What is being asked: List all lines of the data containing the word "simulation".

Records:
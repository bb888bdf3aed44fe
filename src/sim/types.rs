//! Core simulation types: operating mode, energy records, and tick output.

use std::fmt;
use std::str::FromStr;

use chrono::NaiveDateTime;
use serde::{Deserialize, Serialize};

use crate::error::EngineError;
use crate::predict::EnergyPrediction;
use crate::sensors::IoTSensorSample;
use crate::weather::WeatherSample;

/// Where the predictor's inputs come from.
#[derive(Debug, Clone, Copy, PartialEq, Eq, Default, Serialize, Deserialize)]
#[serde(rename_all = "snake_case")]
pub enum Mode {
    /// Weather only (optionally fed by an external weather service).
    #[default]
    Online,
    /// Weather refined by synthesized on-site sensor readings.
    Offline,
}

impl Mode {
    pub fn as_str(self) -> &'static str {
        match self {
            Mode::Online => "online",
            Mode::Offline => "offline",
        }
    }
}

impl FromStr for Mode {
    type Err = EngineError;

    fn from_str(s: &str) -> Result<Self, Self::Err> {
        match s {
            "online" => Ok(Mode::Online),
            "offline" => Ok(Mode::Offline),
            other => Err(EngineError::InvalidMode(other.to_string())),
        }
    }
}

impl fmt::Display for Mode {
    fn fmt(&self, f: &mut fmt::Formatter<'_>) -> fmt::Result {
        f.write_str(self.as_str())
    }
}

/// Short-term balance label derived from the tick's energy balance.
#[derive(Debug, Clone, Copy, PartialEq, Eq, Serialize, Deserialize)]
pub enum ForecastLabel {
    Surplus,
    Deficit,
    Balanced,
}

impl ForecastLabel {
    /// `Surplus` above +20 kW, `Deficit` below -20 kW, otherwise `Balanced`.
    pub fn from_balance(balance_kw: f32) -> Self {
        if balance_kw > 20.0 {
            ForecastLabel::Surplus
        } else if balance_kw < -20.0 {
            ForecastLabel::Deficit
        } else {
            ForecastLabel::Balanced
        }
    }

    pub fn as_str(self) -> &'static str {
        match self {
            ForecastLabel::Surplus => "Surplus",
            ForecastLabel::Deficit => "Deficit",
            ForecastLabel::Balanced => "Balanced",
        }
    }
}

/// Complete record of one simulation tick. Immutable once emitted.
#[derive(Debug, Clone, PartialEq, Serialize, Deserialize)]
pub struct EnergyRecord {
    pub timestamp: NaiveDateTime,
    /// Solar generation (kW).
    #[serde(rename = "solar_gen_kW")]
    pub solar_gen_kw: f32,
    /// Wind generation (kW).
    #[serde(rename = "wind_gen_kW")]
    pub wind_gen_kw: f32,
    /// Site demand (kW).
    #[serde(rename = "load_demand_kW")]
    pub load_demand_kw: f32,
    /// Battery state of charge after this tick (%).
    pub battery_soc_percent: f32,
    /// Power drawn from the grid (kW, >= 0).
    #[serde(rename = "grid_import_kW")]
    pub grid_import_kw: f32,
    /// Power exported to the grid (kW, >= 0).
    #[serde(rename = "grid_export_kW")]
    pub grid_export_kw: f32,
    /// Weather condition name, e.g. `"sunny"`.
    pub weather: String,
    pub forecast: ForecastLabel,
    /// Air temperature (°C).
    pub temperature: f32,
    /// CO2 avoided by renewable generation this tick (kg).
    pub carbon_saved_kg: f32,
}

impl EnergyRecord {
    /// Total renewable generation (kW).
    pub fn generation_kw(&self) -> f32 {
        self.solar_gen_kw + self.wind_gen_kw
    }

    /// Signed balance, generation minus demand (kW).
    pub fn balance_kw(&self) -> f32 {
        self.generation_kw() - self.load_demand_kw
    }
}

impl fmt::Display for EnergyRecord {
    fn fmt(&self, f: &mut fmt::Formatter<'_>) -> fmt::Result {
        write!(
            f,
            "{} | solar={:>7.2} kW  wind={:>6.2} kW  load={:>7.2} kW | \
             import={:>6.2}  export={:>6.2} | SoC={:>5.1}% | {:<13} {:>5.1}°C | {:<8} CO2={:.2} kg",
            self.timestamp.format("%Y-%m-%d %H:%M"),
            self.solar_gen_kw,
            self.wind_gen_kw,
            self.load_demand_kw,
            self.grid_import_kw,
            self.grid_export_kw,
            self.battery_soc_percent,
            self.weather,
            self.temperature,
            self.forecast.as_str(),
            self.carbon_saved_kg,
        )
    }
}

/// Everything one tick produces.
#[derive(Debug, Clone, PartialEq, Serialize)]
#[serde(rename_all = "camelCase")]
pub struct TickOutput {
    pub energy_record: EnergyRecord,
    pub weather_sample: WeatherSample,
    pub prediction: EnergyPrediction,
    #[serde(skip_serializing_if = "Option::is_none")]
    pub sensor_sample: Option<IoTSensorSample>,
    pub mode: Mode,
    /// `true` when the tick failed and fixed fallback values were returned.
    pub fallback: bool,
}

Written reply:
//! Core simulation types: operating mode, energy records, and tick output.
/// Complete record of one simulation tick. Immutable once emitted.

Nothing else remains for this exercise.